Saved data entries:
---
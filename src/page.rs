use super::*;
use std::rc::Rc;

const READY_EVENT: &str = "DOMContentLoaded";
const STACK_RED_ZONE: usize = 256 * 1024;
const STACK_GROW_SIZE: usize = 8 * 1024 * 1024;

/// A loaded document plus the event plumbing of the shell that hosts it.
///
/// The page starts in the loading state. Behaviors register with
/// [`Page::on_ready`] and run when [`Page::fire_ready`] dispatches the
/// ready signal, which happens at most once.
pub struct Page {
    dom: Dom,
    listeners: ListenerStore,
    ready: bool,
    initialized: HashSet<String>,
    trace: bool,
    trace_events: bool,
    trace_logs: Vec<String>,
    trace_log_limit: usize,
    trace_to_stderr: bool,
}

impl Page {
    pub fn from_html(html: &str) -> Result<Self> {
        let dom = html::parse_html(html)?;
        Ok(Self {
            dom,
            listeners: ListenerStore::default(),
            ready: false,
            initialized: HashSet::new(),
            trace: false,
            trace_events: true,
            trace_logs: Vec::new(),
            trace_log_limit: 10_000,
            trace_to_stderr: true,
        })
    }

    pub fn enable_trace(&mut self, enabled: bool) {
        self.trace = enabled;
    }

    pub fn take_trace_logs(&mut self) -> Vec<String> {
        std::mem::take(&mut self.trace_logs)
    }

    pub fn set_trace_stderr(&mut self, enabled: bool) {
        self.trace_to_stderr = enabled;
    }

    pub fn set_trace_events(&mut self, enabled: bool) {
        self.trace_events = enabled;
    }

    pub fn set_trace_log_limit(&mut self, max_entries: usize) -> Result<()> {
        if max_entries == 0 {
            return Err(Error::Runtime(
                "set_trace_log_limit requires at least 1 entry".into(),
            ));
        }
        self.trace_log_limit = max_entries;
        if self.trace_logs.len() > max_entries {
            let excess = self.trace_logs.len() - max_entries;
            self.trace_logs.drain(..excess);
        }
        Ok(())
    }

    pub fn document(&self) -> NodeId {
        self.dom.root
    }

    pub fn is_ready(&self) -> bool {
        self.ready
    }

    /// Registers a hook for the ready signal.
    pub fn on_ready<F>(&mut self, hook: F) -> ListenerId
    where
        F: Fn(&mut Page) -> Result<()> + 'static,
    {
        let root = self.dom.root;
        self.add_event_listener(root, READY_EVENT, false, move |page, _event| hook(page))
    }

    /// Dispatches the ready signal. Hooks registered afterwards never run.
    pub fn fire_ready(&mut self) -> Result<()> {
        if self.ready {
            return Err(Error::Lifecycle("ready signal already fired".into()));
        }
        self.ready = true;
        let root = self.dom.root;
        self.dispatch_event(root, READY_EVENT)?;
        Ok(())
    }

    /// Claims a run-once key. Returns false when the key was already claimed.
    pub fn claim_init(&mut self, key: &str) -> bool {
        self.initialized.insert(key.to_string())
    }

    pub fn add_event_listener<F>(
        &mut self,
        node: NodeId,
        event: &str,
        capture: bool,
        handler: F,
    ) -> ListenerId
    where
        F: Fn(&mut Page, &mut EventState) -> Result<()> + 'static,
    {
        let handler: EventHandler = Rc::new(handler);
        self.listeners.add(node, event.to_string(), capture, handler)
    }

    pub fn remove_event_listener(&mut self, id: ListenerId) -> bool {
        self.listeners.remove(id)
    }

    pub fn listener_count(&self, node: NodeId, event: &str) -> usize {
        self.listeners.count(node, event)
    }

    pub fn click(&mut self, selector: &str) -> Result<()> {
        let target = self.select_one(selector)?;
        self.click_node(target)
    }

    /// Clicks an arbitrary node, text nodes included.
    pub fn click_node(&mut self, target: NodeId) -> Result<()> {
        self.dispatch_event(target, "click")?;
        Ok(())
    }

    pub fn dispatch(&mut self, selector: &str, event: &str) -> Result<()> {
        let target = self.select_one(selector)?;
        self.dispatch_event(target, event)?;
        Ok(())
    }

    pub fn dispatch_event(&mut self, target: NodeId, event_type: &str) -> Result<EventState> {
        if !self.dom.contains(target) {
            return Err(Error::Runtime(format!(
                "dispatch target node-{} does not exist",
                target.index()
            )));
        }
        let mut event = EventState::new(event_type, target);

        let mut path = Vec::new();
        let mut cursor = self.dom.parent(target);
        while let Some(node) = cursor {
            path.push(node);
            cursor = self.dom.parent(node);
        }
        path.reverse();

        event.phase = EventPhase::Capturing;
        for node in &path {
            event.current_target = *node;
            self.invoke_listeners(*node, &mut event, true)?;
            if event.propagation_stopped {
                self.trace_event_done(&event, "propagation_stopped");
                return Ok(event);
            }
        }

        // Target phase: capture listeners first.
        event.phase = EventPhase::AtTarget;
        event.current_target = target;
        self.invoke_listeners(target, &mut event, true)?;
        if !event.propagation_stopped {
            self.invoke_listeners(target, &mut event, false)?;
        }
        if event.propagation_stopped {
            self.trace_event_done(&event, "propagation_stopped");
            return Ok(event);
        }

        event.phase = EventPhase::Bubbling;
        for node in path.iter().rev() {
            event.current_target = *node;
            self.invoke_listeners(*node, &mut event, false)?;
            if event.propagation_stopped {
                self.trace_event_done(&event, "propagation_stopped");
                return Ok(event);
            }
        }

        self.trace_event_done(&event, "completed");
        Ok(event)
    }

    fn invoke_listeners(
        &mut self,
        node_id: NodeId,
        event: &mut EventState,
        capture: bool,
    ) -> Result<()> {
        let listeners = self.listeners.get(node_id, &event.event_type, capture);
        for listener in listeners {
            if self.trace && self.trace_events {
                let target_label = self.trace_node_label(event.target);
                let current_label = self.trace_node_label(event.current_target);
                self.trace_event_line(format!(
                    "[event] {} target={} current={} phase={}",
                    event.event_type,
                    target_label,
                    current_label,
                    event.phase.label()
                ));
            }
            // Handlers may dispatch nested events.
            stacker::maybe_grow(STACK_RED_ZONE, STACK_GROW_SIZE, || {
                (listener.handler)(self, event)
            })?;
        }
        Ok(())
    }

    pub fn select_one(&self, selector: &str) -> Result<NodeId> {
        self.dom
            .query_selector(selector)?
            .ok_or_else(|| Error::SelectorNotFound(selector.to_string()))
    }

    pub fn select_all(&self, selector: &str) -> Result<Vec<NodeId>> {
        self.dom.query_selector_all(selector)
    }

    /// Elements carrying `class_name`, in document order.
    pub fn elements_by_class_name(&self, class_name: &str) -> Vec<NodeId> {
        self.dom.elements_by_class_name(class_name)
    }

    pub fn parent(&self, node: NodeId) -> Option<NodeId> {
        self.dom.parent(node)
    }

    pub fn children(&self, node: NodeId) -> &[NodeId] {
        self.dom.children(node)
    }

    pub fn contains_node(&self, ancestor: NodeId, node: NodeId) -> bool {
        ancestor == node || self.dom.is_descendant_of(node, ancestor)
    }

    pub fn closest_with_class(&self, node: NodeId, class_name: &str) -> Option<NodeId> {
        self.dom.closest_with_class(node, class_name)
    }

    pub fn tag_name(&self, node: NodeId) -> Option<&str> {
        self.dom.tag_name(node)
    }

    pub fn id_of(&self, node: NodeId) -> Option<&str> {
        self.dom.attr(node, "id")
    }

    pub fn text_content(&self, node: NodeId) -> String {
        self.dom.text_content(node)
    }

    pub fn has_class(&self, node: NodeId, class_name: &str) -> Result<bool> {
        self.dom.class_contains(node, class_name)
    }

    pub fn class_tokens(&self, node: NodeId) -> Result<Vec<String>> {
        self.dom.class_list(node)
    }

    pub fn class_add(&mut self, node: NodeId, class_name: &str) -> Result<()> {
        check_class_token(class_name)?;
        self.dom.class_add(node, class_name)
    }

    pub fn class_remove(&mut self, node: NodeId, class_name: &str) -> Result<()> {
        check_class_token(class_name)?;
        self.dom.class_remove(node, class_name)
    }

    /// Flips `class_name` and returns whether it is now present.
    pub fn class_toggle(&mut self, node: NodeId, class_name: &str) -> Result<bool> {
        check_class_token(class_name)?;
        self.dom.class_toggle(node, class_name)
    }

    /// Parses `html` and appends its nodes to the element matching `selector`.
    /// Listeners are not attached to the new nodes.
    pub fn append_html(&mut self, selector: &str, html: &str) -> Result<Vec<NodeId>> {
        let parent = self.select_one(selector)?;
        let fragment = html::parse_html(html)?;
        self.dom.append_fragment(parent, &fragment)
    }

    pub fn assert_class(&self, selector: &str, class_name: &str, expected: bool) -> Result<()> {
        let target = self.select_one(selector)?;
        let actual = self.dom.class_contains(target, class_name)?;
        if actual != expected {
            return Err(Error::AssertionFailed {
                selector: selector.to_string(),
                expected: format!("class {class_name} present={expected}"),
                actual: format!("class {class_name} present={actual}"),
                dom_snippet: self.node_snippet(target),
            });
        }
        Ok(())
    }

    pub fn assert_text(&self, selector: &str, expected: &str) -> Result<()> {
        let target = self.select_one(selector)?;
        let actual = self.dom.text_content(target);
        if actual != expected {
            return Err(Error::AssertionFailed {
                selector: selector.to_string(),
                expected: expected.to_string(),
                actual,
                dom_snippet: self.node_snippet(target),
            });
        }
        Ok(())
    }

    pub fn assert_exists(&self, selector: &str) -> Result<()> {
        let _ = self.select_one(selector)?;
        Ok(())
    }

    pub fn dump_dom(&self, selector: &str) -> Result<String> {
        let target = self.select_one(selector)?;
        Ok(self.dom.dump_node(target))
    }

    fn node_snippet(&self, node_id: NodeId) -> String {
        truncate_chars(&self.dom.dump_node(node_id), 200)
    }

    pub(crate) fn trace_node_label(&self, node: NodeId) -> String {
        if let Some(id) = self.dom.attr(node, "id") {
            if !id.is_empty() {
                return format!("#{id}");
            }
        }
        if node == self.dom.root {
            return "document".to_string();
        }
        self.dom
            .tag_name(node)
            .map(ToOwned::to_owned)
            .unwrap_or_else(|| format!("node-{}", node.index()))
    }

    fn trace_event_done(&mut self, event: &EventState, outcome: &str) {
        if !(self.trace && self.trace_events) {
            return;
        }
        let target_label = self.trace_node_label(event.target);
        let current_label = self.trace_node_label(event.current_target);
        self.trace_event_line(format!(
            "[event] done {} target={} current={} outcome={} default_prevented={} propagation_stopped={}",
            event.event_type,
            target_label,
            current_label,
            outcome,
            event.default_prevented,
            event.propagation_stopped
        ));
    }

    fn trace_event_line(&mut self, line: String) {
        if self.trace && self.trace_events {
            self.trace_line(line);
        }
    }

    pub(crate) fn trace_line(&mut self, line: String) {
        if self.trace {
            if self.trace_to_stderr {
                eprintln!("{line}");
            }
            if self.trace_logs.len() >= self.trace_log_limit {
                self.trace_logs.remove(0);
            }
            self.trace_logs.push(line);
        }
    }

    pub(crate) fn trace_enabled(&self) -> bool {
        self.trace
    }
}

fn check_class_token(class_name: &str) -> Result<()> {
    if is_valid_class_token(class_name) {
        Ok(())
    } else {
        Err(Error::InvalidClassName(class_name.to_string()))
    }
}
---
Say how many lines in the records hold the string "expected", and say nothing else.

6